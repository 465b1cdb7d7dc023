//! Building records held by the catalog and the derived per-request view.

use geo::Coord;
use thiserror::Error;

#[cfg(feature = "serde")]
use serde::{Deserialize, Serialize};

use crate::METERS_PER_DEGREE;
use crate::math::round_to;

/// Height attributes as published by building datasets.
///
/// Sources populate different subsets of these fields, so every one is
/// optional. An absent field counts as `0.0`, never as missing data.
#[derive(Debug, Clone, Copy, Default, PartialEq)]
#[cfg_attr(feature = "serde", derive(Serialize, Deserialize))]
pub struct HeightAttributes {
    /// Minimum roof height in metres.
    pub min: Option<f64>,
    /// Maximum roof height in metres.
    pub max: Option<f64>,
    /// Average roof height in metres.
    pub average: Option<f64>,
    /// Height above mean sea level in metres.
    pub sea_level: Option<f64>,
}

impl HeightAttributes {
    /// Attributes carrying a single known height.
    ///
    /// # Examples
    /// ```
    /// use lightscore_core::HeightAttributes;
    ///
    /// assert_eq!(HeightAttributes::uniform(12.0).tallest(), 12.0);
    /// ```
    #[must_use]
    pub const fn uniform(height: f64) -> Self {
        Self {
            min: None,
            max: Some(height),
            average: None,
            sea_level: None,
        }
    }

    fn values(&self) -> [Option<f64>; 4] {
        [self.min, self.max, self.average, self.sea_level]
    }

    /// Largest populated attribute, never below zero.
    #[must_use]
    pub fn tallest(&self) -> f64 {
        self.values()
            .into_iter()
            .flatten()
            .fold(0.0_f64, f64::max)
    }
}

/// Errors returned by [`BuildingRecord::new`].
#[derive(Debug, Clone, Copy, PartialEq, Error)]
pub enum BuildingRecordError {
    /// Latitude or longitude was NaN or infinite.
    #[error("building coordinate ({latitude}, {longitude}) is not finite")]
    NonFiniteCoordinate {
        /// Supplied latitude.
        latitude: f64,
        /// Supplied longitude.
        longitude: f64,
    },
    /// Latitude or longitude fell outside the WGS84 range.
    #[error("building coordinate ({latitude}, {longitude}) is outside WGS84 bounds")]
    CoordinateOutOfRange {
        /// Supplied latitude.
        latitude: f64,
        /// Supplied longitude.
        longitude: f64,
    },
    /// A height attribute or the footprint area was NaN or infinite.
    #[error("building {field} is not finite")]
    NonFiniteMeasure {
        /// Name of the offending attribute.
        field: &'static str,
    },
}

/// An immutable building entry owned by the catalog.
#[derive(Debug, Clone, PartialEq)]
#[cfg_attr(feature = "serde", derive(Serialize, Deserialize))]
pub struct BuildingRecord {
    /// Representative point of the building, `x = longitude`, `y = latitude`.
    pub location: Coord<f64>,
    /// Height in metres, the tallest of the source attributes.
    pub height: f64,
    /// Footprint area in square metres.
    pub footprint_area: f64,
}

impl BuildingRecord {
    /// Validate and construct a record.
    ///
    /// Negative heights and areas are clamped to zero.
    ///
    /// # Examples
    /// ```
    /// use geo::Coord;
    /// use lightscore_core::{BuildingRecord, HeightAttributes};
    ///
    /// # fn main() -> Result<(), lightscore_core::BuildingRecordError> {
    /// let heights = HeightAttributes {
    ///     min: Some(20.0),
    ///     max: Some(48.5),
    ///     average: None,
    ///     sea_level: Some(31.0),
    /// };
    /// let record = BuildingRecord::new(Coord { x: -79.38, y: 43.65 }, heights, 900.0)?;
    /// assert_eq!(record.height, 48.5);
    /// # Ok(())
    /// # }
    /// ```
    pub fn new(
        location: Coord<f64>,
        heights: HeightAttributes,
        footprint_area: f64,
    ) -> Result<Self, BuildingRecordError> {
        let Coord {
            x: longitude,
            y: latitude,
        } = location;
        if !latitude.is_finite() || !longitude.is_finite() {
            return Err(BuildingRecordError::NonFiniteCoordinate {
                latitude,
                longitude,
            });
        }
        if !(-90.0..=90.0).contains(&latitude) || !(-180.0..=180.0).contains(&longitude) {
            return Err(BuildingRecordError::CoordinateOutOfRange {
                latitude,
                longitude,
            });
        }
        if heights.values().into_iter().flatten().any(|v| !v.is_finite()) {
            return Err(BuildingRecordError::NonFiniteMeasure { field: "height" });
        }
        if !footprint_area.is_finite() {
            return Err(BuildingRecordError::NonFiniteMeasure {
                field: "footprint area",
            });
        }
        Ok(Self {
            location,
            height: heights.tallest(),
            footprint_area: footprint_area.max(0.0),
        })
    }

    /// Latitude in degrees.
    #[must_use]
    pub const fn latitude(&self) -> f64 {
        self.location.y
    }

    /// Longitude in degrees.
    #[must_use]
    pub const fn longitude(&self) -> f64 {
        self.location.x
    }
}

/// Planar distance between two coordinates in metres.
///
/// Degrees on both axes are scaled by [`METERS_PER_DEGREE`].
#[must_use]
pub fn planar_distance_meters(a: Coord<f64>, b: Coord<f64>) -> f64 {
    (b.x - a.x).hypot(b.y - a.y) * METERS_PER_DEGREE
}

/// A building near an observation point, as seen by one request.
///
/// Distances, heights and areas are rounded to one decimal place to match the
/// published payload. Field names follow that payload when serialised.
#[derive(Debug, Clone, PartialEq)]
#[cfg_attr(feature = "serde", derive(Serialize, Deserialize))]
pub struct NearbyBuilding {
    /// Distance from the observation point in metres.
    pub distance: f64,
    /// Building height in metres.
    pub height: f64,
    /// Footprint area in square metres.
    #[cfg_attr(feature = "serde", serde(rename = "area"))]
    pub footprint_area: f64,
    /// Latitude in degrees.
    #[cfg_attr(feature = "serde", serde(rename = "lat"))]
    pub latitude: f64,
    /// Longitude in degrees.
    #[cfg_attr(feature = "serde", serde(rename = "lng"))]
    pub longitude: f64,
}

impl NearbyBuilding {
    /// Derive the per-request view of `record` at `distance` metres.
    #[must_use]
    pub fn from_record(record: &BuildingRecord, distance: f64) -> Self {
        Self {
            distance: round_to(distance.max(0.0), 1),
            height: round_to(record.height, 1),
            footprint_area: round_to(record.footprint_area, 1),
            latitude: record.latitude(),
            longitude: record.longitude(),
        }
    }

    /// Position as a coordinate, `x = longitude`, `y = latitude`.
    #[must_use]
    pub const fn location(&self) -> Coord<f64> {
        Coord {
            x: self.longitude,
            y: self.latitude,
        }
    }
}

#[cfg(test)]
mod tests {
    use super::*;
    use rstest::rstest;

    #[rstest]
    #[case(HeightAttributes::default(), 0.0)]
    #[case(HeightAttributes { min: Some(4.0), max: None, average: Some(9.5), sea_level: None }, 9.5)]
    #[case(HeightAttributes { min: Some(-3.0), max: None, average: None, sea_level: None }, 0.0)]
    #[case(HeightAttributes { min: Some(10.0), max: Some(30.0), average: Some(20.0), sea_level: Some(112.0) }, 112.0)]
    fn tallest_takes_maximum_of_present_fields(
        #[case] heights: HeightAttributes,
        #[case] expected: f64,
    ) {
        assert_eq!(heights.tallest(), expected);
    }

    #[rstest]
    #[case(Coord { x: f64::NAN, y: 0.0 })]
    #[case(Coord { x: 0.0, y: f64::INFINITY })]
    fn rejects_non_finite_coordinates(#[case] location: Coord<f64>) {
        let err = BuildingRecord::new(location, HeightAttributes::default(), 0.0)
            .expect_err("non-finite coordinate");
        assert!(matches!(err, BuildingRecordError::NonFiniteCoordinate { .. }));
    }

    #[rstest]
    #[case(Coord { x: 0.0, y: 90.5 })]
    #[case(Coord { x: -180.5, y: 0.0 })]
    fn rejects_out_of_range_coordinates(#[case] location: Coord<f64>) {
        let err = BuildingRecord::new(location, HeightAttributes::default(), 0.0)
            .expect_err("out of range");
        assert!(matches!(err, BuildingRecordError::CoordinateOutOfRange { .. }));
    }

    #[rstest]
    fn rejects_non_finite_height() {
        let heights = HeightAttributes {
            average: Some(f64::NAN),
            ..HeightAttributes::default()
        };
        let err = BuildingRecord::new(Coord { x: 0.0, y: 0.0 }, heights, 1.0)
            .expect_err("nan height");
        assert_eq!(err, BuildingRecordError::NonFiniteMeasure { field: "height" });
    }

    #[rstest]
    fn clamps_negative_area() {
        let record =
            BuildingRecord::new(Coord { x: 0.0, y: 0.0 }, HeightAttributes::uniform(5.0), -2.0)
                .expect("valid record");
        assert_eq!(record.footprint_area, 0.0);
    }

    #[rstest]
    fn nearby_view_rounds_to_one_decimal() {
        let record = BuildingRecord::new(
            Coord { x: -79.38, y: 43.65 },
            HeightAttributes::uniform(48.26),
            1_234.56,
        )
        .expect("valid record");
        let nearby = NearbyBuilding::from_record(&record, 52.349);
        assert_eq!(nearby.distance, 52.3);
        assert_eq!(nearby.height, 48.3);
        assert_eq!(nearby.footprint_area, 1_234.6);
        assert_eq!(nearby.location(), record.location);
    }

    #[rstest]
    fn planar_distance_scales_degrees() {
        let d = planar_distance_meters(Coord { x: 0.0, y: 0.0 }, Coord { x: 0.0003, y: 0.0004 });
        assert!((d - 55.5).abs() < 1e-6);
    }
}
//! Build-once proximity index shared by concurrent requests.

use std::fmt;
use std::sync::{Arc, Mutex, OnceLock, PoisonError};

use log::info;

use crate::{BuildingCatalog, LightScoreError, ProximityIndex};

type CatalogLoader = dyn Fn() -> Result<BuildingCatalog, LightScoreError> + Send + Sync;

/// A [`ProximityIndex`] built on first use and read lock-free afterwards.
///
/// The loader runs under a mutex so concurrent first callers never build the
/// index twice or see it half-built. A failed load leaves the cell empty and
/// the next call tries again. An empty catalog counts as a failed load.
///
/// # Examples
/// ```
/// use geo::Coord;
/// use lightscore_core::{BuildingCatalog, BuildingRecord, HeightAttributes, SharedIndex};
///
/// let shared = SharedIndex::new(|| {
///     let record = BuildingRecord::new(Coord { x: 0.0, y: 0.0 }, HeightAttributes::uniform(9.0), 0.0)
///         .map_err(lightscore_core::LightScoreError::data_unavailable)?;
///     Ok(BuildingCatalog::new(vec![record]))
/// });
/// let index = shared.get().expect("catalog loads");
/// assert_eq!(index.len(), 1);
/// ```
pub struct SharedIndex {
    cell: OnceLock<Arc<ProximityIndex>>,
    init: Mutex<()>,
    loader: Box<CatalogLoader>,
}

impl fmt::Debug for SharedIndex {
    fn fmt(&self, f: &mut fmt::Formatter<'_>) -> fmt::Result {
        f.debug_struct("SharedIndex")
            .field("loaded", &self.is_loaded())
            .finish_non_exhaustive()
    }
}

impl SharedIndex {
    /// Wrap `loader`; nothing runs until [`SharedIndex::get`].
    pub fn new<F>(loader: F) -> Self
    where
        F: Fn() -> Result<BuildingCatalog, LightScoreError> + Send + Sync + 'static,
    {
        Self {
            cell: OnceLock::new(),
            init: Mutex::new(()),
            loader: Box::new(loader),
        }
    }

    /// An index that is already built.
    #[must_use]
    pub fn preloaded(index: Arc<ProximityIndex>) -> Self {
        let shared = Self::new(|| Err(LightScoreError::data_unavailable("index preloaded")));
        let _ = shared.cell.set(index);
        shared
    }

    /// Whether the index has been built.
    #[must_use]
    pub fn is_loaded(&self) -> bool {
        self.cell.get().is_some()
    }

    /// Return the index, building it on first call.
    ///
    /// # Errors
    /// Returns [`LightScoreError::DataUnavailable`] when the loader fails or
    /// yields an empty catalog.
    pub fn get(&self) -> Result<Arc<ProximityIndex>, LightScoreError> {
        if let Some(index) = self.cell.get() {
            return Ok(Arc::clone(index));
        }
        let _guard = self.init.lock().unwrap_or_else(PoisonError::into_inner);
        if let Some(index) = self.cell.get() {
            return Ok(Arc::clone(index));
        }

        let catalog = (self.loader)()?.require_non_empty()?;
        let index = Arc::new(ProximityIndex::build(&catalog));
        info!("proximity index built over {} buildings", index.len());
        Ok(Arc::clone(self.cell.get_or_init(|| index)))
    }
}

——————

Problem description
Please give back exactly the lines of this listing beginning at the line with "pub fn planar_distance_meters(a: Coord<f64>, b: Coord<f64>)" and ending with the line with "None, sea_level: None", both included, and nothing else.

Response box
pub fn planar_distance_meters(a: Coord<f64>, b: Coord<f64>) -> f64 {
    (b.x - a.x).hypot(b.y - a.y) * METERS_PER_DEGREE
}

/// A building near an observation point, as seen by one request.
///
/// Distances, heights and areas are rounded to one decimal place to match the
/// published payload. Field names follow that payload when serialised.
#[derive(Debug, Clone, PartialEq)]
#[cfg_attr(feature = "serde", derive(Serialize, Deserialize))]
pub struct NearbyBuilding {
    /// Distance from the observation point in metres.
    pub distance: f64,
    /// Building height in metres.
    pub height: f64,
    /// Footprint area in square metres.
    #[cfg_attr(feature = "serde", serde(rename = "area"))]
    pub footprint_area: f64,
    /// Latitude in degrees.
    #[cfg_attr(feature = "serde", serde(rename = "lat"))]
    pub latitude: f64,
    /// Longitude in degrees.
    #[cfg_attr(feature = "serde", serde(rename = "lng"))]
    pub longitude: f64,
}

impl NearbyBuilding {
    /// Derive the per-request view of `record` at `distance` metres.
    #[must_use]
    pub fn from_record(record: &BuildingRecord, distance: f64) -> Self {
        Self {
            distance: round_to(distance.max(0.0), 1),
            height: round_to(record.height, 1),
            footprint_area: round_to(record.footprint_area, 1),
            latitude: record.latitude(),
            longitude: record.longitude(),
        }
    }

    /// Position as a coordinate, `x = longitude`, `y = latitude`.
    #[must_use]
    pub const fn location(&self) -> Coord<f64> {
        Coord {
            x: self.longitude,
            y: self.latitude,
        }
    }
}

#[cfg(test)]
mod tests {
    use super::*;
    use rstest::rstest;

    #[rstest]
    #[case(HeightAttributes::default(), 0.0)]
    #[case(HeightAttributes { min: Some(4.0), max: None, average: Some(9.5), sea_level: None }, 9.5)]
    #[case(HeightAttributes { min: Some(-3.0), max: None, average: None, sea_level: None }, 0.0)]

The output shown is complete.